━━━ Records for the task
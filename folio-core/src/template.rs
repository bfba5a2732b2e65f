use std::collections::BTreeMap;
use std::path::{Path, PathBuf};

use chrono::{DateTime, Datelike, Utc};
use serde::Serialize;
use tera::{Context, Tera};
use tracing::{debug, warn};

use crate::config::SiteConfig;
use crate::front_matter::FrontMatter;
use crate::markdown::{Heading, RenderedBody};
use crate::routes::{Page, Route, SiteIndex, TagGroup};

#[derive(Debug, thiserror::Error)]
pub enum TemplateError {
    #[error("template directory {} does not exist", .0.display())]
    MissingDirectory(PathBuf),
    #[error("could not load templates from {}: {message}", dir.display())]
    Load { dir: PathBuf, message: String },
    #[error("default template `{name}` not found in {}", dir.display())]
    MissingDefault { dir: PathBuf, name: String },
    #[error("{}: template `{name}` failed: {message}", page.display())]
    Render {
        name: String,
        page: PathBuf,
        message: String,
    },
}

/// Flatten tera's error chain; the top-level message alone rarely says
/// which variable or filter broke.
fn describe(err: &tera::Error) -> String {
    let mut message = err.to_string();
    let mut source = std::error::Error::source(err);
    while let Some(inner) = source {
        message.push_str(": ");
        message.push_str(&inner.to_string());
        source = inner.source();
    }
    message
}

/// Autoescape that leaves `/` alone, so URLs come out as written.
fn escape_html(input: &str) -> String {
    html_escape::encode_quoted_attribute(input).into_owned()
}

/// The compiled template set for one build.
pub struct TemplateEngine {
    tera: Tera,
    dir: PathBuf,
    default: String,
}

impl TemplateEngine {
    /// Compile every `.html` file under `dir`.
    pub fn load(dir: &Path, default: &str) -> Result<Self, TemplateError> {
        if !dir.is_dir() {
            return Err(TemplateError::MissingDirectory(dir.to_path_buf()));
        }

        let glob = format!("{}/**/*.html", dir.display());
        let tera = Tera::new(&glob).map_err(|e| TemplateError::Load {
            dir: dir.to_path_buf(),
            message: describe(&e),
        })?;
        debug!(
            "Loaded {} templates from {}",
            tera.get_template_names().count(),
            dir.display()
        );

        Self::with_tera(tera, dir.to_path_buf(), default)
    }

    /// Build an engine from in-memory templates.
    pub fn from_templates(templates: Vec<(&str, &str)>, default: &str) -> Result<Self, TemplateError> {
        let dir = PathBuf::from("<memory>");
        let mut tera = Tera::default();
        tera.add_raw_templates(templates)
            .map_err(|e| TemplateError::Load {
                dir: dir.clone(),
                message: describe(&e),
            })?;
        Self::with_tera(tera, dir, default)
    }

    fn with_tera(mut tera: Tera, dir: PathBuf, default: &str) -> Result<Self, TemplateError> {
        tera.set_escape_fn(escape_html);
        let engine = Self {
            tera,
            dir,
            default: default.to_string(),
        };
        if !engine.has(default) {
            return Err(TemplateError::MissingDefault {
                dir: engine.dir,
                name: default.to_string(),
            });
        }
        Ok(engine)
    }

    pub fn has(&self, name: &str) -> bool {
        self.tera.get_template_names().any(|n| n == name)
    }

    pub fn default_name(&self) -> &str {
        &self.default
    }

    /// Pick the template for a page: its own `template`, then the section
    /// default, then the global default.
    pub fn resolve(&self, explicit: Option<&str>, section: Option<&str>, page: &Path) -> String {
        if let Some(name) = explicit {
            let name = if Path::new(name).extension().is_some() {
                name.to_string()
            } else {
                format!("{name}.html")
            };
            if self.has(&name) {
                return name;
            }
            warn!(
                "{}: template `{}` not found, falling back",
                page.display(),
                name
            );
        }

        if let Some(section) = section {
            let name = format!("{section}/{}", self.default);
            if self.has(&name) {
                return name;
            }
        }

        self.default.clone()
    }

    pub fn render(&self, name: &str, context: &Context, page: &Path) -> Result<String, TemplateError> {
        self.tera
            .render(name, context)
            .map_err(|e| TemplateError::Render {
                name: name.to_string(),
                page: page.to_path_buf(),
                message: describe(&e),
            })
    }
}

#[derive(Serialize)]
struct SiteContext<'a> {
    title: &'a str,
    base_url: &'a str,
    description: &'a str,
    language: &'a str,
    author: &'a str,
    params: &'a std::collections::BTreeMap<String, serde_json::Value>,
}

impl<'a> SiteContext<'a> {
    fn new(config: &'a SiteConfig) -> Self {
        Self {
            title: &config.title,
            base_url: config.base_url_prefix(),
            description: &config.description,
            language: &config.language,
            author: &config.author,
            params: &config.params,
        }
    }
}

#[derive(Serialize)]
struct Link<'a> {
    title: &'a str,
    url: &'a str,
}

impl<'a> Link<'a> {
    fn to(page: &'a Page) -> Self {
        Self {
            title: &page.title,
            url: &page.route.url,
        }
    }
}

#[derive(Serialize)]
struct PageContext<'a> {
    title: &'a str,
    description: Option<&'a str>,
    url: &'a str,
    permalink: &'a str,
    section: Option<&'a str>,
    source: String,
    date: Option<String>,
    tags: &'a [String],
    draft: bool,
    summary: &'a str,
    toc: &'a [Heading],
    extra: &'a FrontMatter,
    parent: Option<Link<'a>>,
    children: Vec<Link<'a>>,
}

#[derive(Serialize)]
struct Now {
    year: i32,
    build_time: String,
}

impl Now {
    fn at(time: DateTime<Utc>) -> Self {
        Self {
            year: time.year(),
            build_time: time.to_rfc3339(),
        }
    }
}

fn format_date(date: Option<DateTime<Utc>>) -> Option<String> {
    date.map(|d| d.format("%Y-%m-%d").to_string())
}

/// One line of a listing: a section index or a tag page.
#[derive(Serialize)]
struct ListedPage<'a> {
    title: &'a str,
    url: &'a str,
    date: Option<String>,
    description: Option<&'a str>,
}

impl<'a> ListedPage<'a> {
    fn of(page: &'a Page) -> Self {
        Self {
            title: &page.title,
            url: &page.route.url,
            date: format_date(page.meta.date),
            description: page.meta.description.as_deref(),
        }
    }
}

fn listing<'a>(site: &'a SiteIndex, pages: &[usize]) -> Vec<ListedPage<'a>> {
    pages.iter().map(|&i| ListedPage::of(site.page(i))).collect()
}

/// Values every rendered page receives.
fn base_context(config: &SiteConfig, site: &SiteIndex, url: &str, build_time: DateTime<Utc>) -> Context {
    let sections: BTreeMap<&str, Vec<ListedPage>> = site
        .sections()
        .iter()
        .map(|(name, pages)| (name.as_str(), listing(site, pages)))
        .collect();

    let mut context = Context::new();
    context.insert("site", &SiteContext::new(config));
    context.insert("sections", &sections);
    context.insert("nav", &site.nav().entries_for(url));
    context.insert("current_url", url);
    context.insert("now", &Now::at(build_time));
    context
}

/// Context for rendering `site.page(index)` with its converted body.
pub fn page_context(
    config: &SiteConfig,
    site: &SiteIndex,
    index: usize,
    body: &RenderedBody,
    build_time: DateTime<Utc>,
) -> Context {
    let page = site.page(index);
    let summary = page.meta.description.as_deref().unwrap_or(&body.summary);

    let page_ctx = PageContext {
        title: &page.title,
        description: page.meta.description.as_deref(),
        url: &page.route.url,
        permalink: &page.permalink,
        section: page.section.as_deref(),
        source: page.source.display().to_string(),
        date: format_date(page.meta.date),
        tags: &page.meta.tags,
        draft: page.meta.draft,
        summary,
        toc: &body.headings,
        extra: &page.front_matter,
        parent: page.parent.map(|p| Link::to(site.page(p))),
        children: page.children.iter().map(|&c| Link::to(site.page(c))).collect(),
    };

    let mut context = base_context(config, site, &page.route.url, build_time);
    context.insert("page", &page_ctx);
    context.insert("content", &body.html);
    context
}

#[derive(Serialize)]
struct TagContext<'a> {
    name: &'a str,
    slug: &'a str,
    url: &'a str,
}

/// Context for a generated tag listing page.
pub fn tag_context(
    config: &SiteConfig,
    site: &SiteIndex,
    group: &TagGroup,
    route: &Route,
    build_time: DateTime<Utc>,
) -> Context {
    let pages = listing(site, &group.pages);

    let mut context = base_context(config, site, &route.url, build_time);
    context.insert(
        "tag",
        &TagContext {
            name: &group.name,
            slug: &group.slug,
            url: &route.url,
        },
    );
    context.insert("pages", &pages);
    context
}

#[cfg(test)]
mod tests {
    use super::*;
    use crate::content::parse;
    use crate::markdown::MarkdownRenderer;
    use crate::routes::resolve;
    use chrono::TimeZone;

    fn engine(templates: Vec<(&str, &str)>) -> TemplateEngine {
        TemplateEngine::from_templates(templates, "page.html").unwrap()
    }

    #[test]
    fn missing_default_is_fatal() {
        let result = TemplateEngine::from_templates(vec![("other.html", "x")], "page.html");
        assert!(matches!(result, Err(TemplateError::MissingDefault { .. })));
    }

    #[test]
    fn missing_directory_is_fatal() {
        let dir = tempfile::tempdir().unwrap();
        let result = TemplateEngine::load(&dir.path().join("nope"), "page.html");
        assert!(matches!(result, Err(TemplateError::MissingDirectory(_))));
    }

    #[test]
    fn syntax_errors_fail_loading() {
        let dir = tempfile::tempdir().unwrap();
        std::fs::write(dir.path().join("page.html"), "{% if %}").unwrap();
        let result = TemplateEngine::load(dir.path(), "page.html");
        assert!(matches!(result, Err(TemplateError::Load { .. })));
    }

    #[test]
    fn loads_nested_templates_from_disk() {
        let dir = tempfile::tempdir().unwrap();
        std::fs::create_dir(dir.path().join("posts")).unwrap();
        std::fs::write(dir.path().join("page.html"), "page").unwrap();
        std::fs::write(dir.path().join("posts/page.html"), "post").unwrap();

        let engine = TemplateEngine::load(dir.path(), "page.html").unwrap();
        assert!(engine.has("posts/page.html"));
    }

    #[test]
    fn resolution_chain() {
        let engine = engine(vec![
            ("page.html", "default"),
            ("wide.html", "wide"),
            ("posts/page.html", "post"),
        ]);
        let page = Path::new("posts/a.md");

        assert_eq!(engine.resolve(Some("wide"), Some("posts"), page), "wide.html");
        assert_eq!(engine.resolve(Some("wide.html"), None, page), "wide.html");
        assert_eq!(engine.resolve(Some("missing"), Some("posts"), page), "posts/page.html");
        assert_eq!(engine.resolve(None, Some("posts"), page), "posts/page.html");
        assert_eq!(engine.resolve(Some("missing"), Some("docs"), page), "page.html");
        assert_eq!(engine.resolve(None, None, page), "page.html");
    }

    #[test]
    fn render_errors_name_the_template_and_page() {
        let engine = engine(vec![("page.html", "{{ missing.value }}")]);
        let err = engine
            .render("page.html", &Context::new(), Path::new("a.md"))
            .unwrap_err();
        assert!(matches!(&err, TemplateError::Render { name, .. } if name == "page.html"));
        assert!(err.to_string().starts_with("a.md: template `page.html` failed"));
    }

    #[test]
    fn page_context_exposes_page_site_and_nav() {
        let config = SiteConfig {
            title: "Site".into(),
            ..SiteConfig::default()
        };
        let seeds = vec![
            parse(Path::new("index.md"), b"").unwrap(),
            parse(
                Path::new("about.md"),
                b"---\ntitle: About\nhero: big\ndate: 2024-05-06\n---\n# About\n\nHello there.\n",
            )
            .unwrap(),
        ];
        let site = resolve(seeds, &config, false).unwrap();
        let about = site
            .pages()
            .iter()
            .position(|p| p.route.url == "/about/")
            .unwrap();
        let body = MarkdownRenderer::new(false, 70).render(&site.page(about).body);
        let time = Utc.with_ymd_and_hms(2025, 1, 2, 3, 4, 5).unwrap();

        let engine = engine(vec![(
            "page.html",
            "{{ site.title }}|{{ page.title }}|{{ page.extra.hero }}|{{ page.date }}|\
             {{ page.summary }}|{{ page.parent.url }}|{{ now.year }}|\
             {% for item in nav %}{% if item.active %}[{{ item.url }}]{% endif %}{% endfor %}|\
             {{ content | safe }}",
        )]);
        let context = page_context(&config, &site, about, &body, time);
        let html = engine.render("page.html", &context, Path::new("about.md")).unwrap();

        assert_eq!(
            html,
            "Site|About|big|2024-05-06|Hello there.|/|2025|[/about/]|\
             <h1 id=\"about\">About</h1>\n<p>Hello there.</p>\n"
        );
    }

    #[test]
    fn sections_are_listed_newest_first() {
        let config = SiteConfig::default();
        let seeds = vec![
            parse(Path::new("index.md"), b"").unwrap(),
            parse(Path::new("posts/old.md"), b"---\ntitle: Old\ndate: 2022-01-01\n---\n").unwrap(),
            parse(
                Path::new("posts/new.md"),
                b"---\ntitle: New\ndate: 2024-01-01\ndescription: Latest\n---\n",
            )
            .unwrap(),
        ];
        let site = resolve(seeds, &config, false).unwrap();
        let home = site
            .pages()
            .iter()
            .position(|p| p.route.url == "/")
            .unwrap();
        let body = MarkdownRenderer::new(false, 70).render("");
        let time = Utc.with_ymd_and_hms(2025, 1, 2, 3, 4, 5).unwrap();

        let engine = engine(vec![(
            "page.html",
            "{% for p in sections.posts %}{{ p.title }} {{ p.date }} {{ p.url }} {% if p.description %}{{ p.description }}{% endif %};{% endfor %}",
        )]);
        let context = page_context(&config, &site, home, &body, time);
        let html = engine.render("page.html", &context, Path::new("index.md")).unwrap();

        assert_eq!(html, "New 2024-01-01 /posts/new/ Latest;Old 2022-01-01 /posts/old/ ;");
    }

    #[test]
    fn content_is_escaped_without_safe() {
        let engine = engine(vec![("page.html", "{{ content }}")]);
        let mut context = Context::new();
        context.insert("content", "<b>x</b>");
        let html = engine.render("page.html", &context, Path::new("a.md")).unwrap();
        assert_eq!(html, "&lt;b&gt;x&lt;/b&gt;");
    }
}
━━━━━━
*What you will do:*
Please report how many lines in the records above contain the word "year", and give nothing but the number.

*Answer for the task:*
3